The PlayStation VR: Prepare For War
When we say prepare for war we’re not referring to one of the virtual reality games which will be available on Sony’s new virtual reality system for the PS4 in the first half of 2016. Instead, we’re talking about the war for the hearts and minds of gamers. The PlayStation VR will be competing against two other high-profile virtual reality gaming systems scheduled for release around the same time, the HTC Vive and the Oculus Rift (which is now owned by Facebook).
Sony, HTC and Oculus are investing billions of dollars into the new gaming technology, yet analysts expect that only about twelve million VR gaming headsets will be sold by the companies in the coming year. That means the corporate war for gamers’ loyalty will be vicious in the short-term as the companies vie for survival and growth; the VR market is projected to grow ten-fold by 2020, so the survivors will be positioned to profit greatly.
Looking At the PlayStation VR
At a PlayStation event in early December, reviewers and avid gamers got their first real taste of how the PlayStation VR will look and play when it hits shelves in 2016. Many felt as if they were stepping into the movie Tron when they donned the shiny white virtual reality headset, which is surrounded with blue LEDs glowing brightly in all directions. (By comparison, the Vive and Rift headsets are a more utilitarian and sedate black.) The PlayStation VR’s headset is more comfortable and easier to adjust than those of the competition (particularly for those who wear glasses) but more changes are expected to all of the systems before final release.
As with the Vive and Rift, users watch the action through a pair of curved lenses which create the feeling of looking directly at a high-resolution screen, 5.7 inches in width for the PlayStation VR. Sensors track movements of the user’s head, so he (or she) is always shown the appropriate view of their virtual world. All three systems use tethered headsets.
hones and tablets.One of the biggest functional differences between the three VR systems is the hardware they use. The PlayStation VR will only connect to a PS4, while the other two systems require a desktop gaming PC. There are advantages and disadvantages to each; in the latest demos, connecting to a powerful gaming PC provides the oomph needed to produce more lifelike graphics, but a PS4 sells for about half the price of the full-featured gaming PC a Rift or Oculus would require – and more than 30-million PS4s have already been sold, so there’s a huge ready-made market for the PlayStation VR.

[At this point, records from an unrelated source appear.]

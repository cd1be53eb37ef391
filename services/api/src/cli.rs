use crate::demo::{run_demo, run_quote, DemoArgs, QuoteArgs};
use crate::server;
use clap::{Args, Parser, Subcommand};
use loan_ledger::error::AppError;

#[derive(Parser, Debug)]
#[command(
    name = "Loan Application Ledger",
    about = "Run the loan application ledger service or exercise it from the command line",
    version
)]
struct Cli {
    #[command(subcommand)]
    command: Option<Command>,
}

#[derive(Subcommand, Debug)]
enum Command {
    /// Start the HTTP service (default command)
    Serve(ServeArgs),
    /// Quote interest and total amount for a principal and term
    Quote(QuoteArgs),
    /// Walk an application through intake, revision and removal
    Demo(DemoArgs),
}

#[derive(Args, Debug, Default)]
pub(crate) struct ServeArgs {
    /// Override the configured host for the HTTP server
    #[arg(long)]
    pub(crate) host: Option<String>,
    /// Override the configured port for the HTTP server
    #[arg(long)]
    pub(crate) port: Option<u16>,
}

pub(crate) async fn run() -> Result<(), AppError> {
    let cli = Cli::parse();
    let command = cli
        .command
        .unwrap_or_else(|| Command::Serve(ServeArgs::default()));

    match command {
        Command::Serve(args) => server::run(args).await,
        Command::Quote(args) => run_quote(args),
        Command::Demo(args) => run_demo(args),
    }
}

It’s not yet certain what controllers will come with the final version of the PlayStation VR. The December preview utilized the DualShock 4 gamepad, the old-school PlayStation Move wand and the PlayStation camera, a not-overly-satisfactory combo. Sony hasn’t yet announced whether new (and better) controllers will ship with the system in 2016; one would guess, though, that the answer is "yes". (To be fair, the Oculus Touch controllers which have received rave reviews won’t be ready for consumers by the time that system hits the market, either.)
There’s an additional nice touch to the Sony system: an HDMI splitter. It lets you connect a PS4 to both the headset and an HDTV, so friends can watch what’s happening and even play along in some games.
PlayStation VR Games
None of the existing PS4 games can be played on the PlayStation VR, so an entirely new lineup of software is on the way. Two absolutely terrific games are among those which have been shown so far, the ultra-realistic (and thrilling) space fighting game "EVE: Valkyrie" and the much calmer, somewhat bizarre virtual reality office experience "Job Simulator". (EVE: Valyrie is also being produced for the Rift and "Job Simulator" will also be available for the Vive.)
Among the other major PlayStation VR games shown or announced at the December gathering were 'Ace Combat 7" from Namco and "Eagle Flight" from Ubisoft, as well as a virtual reality remake of the shooter game Rez called "Rez Infinite", an adventure based on the cult favorite Psychonauts, and the intriguing-sounding The "Modern Zombie" Taxi Company.
No pricing has yet been announced for the PlayStation VR, although Sony has said that the cost of a headset will be in the same range as that of a PS4 console.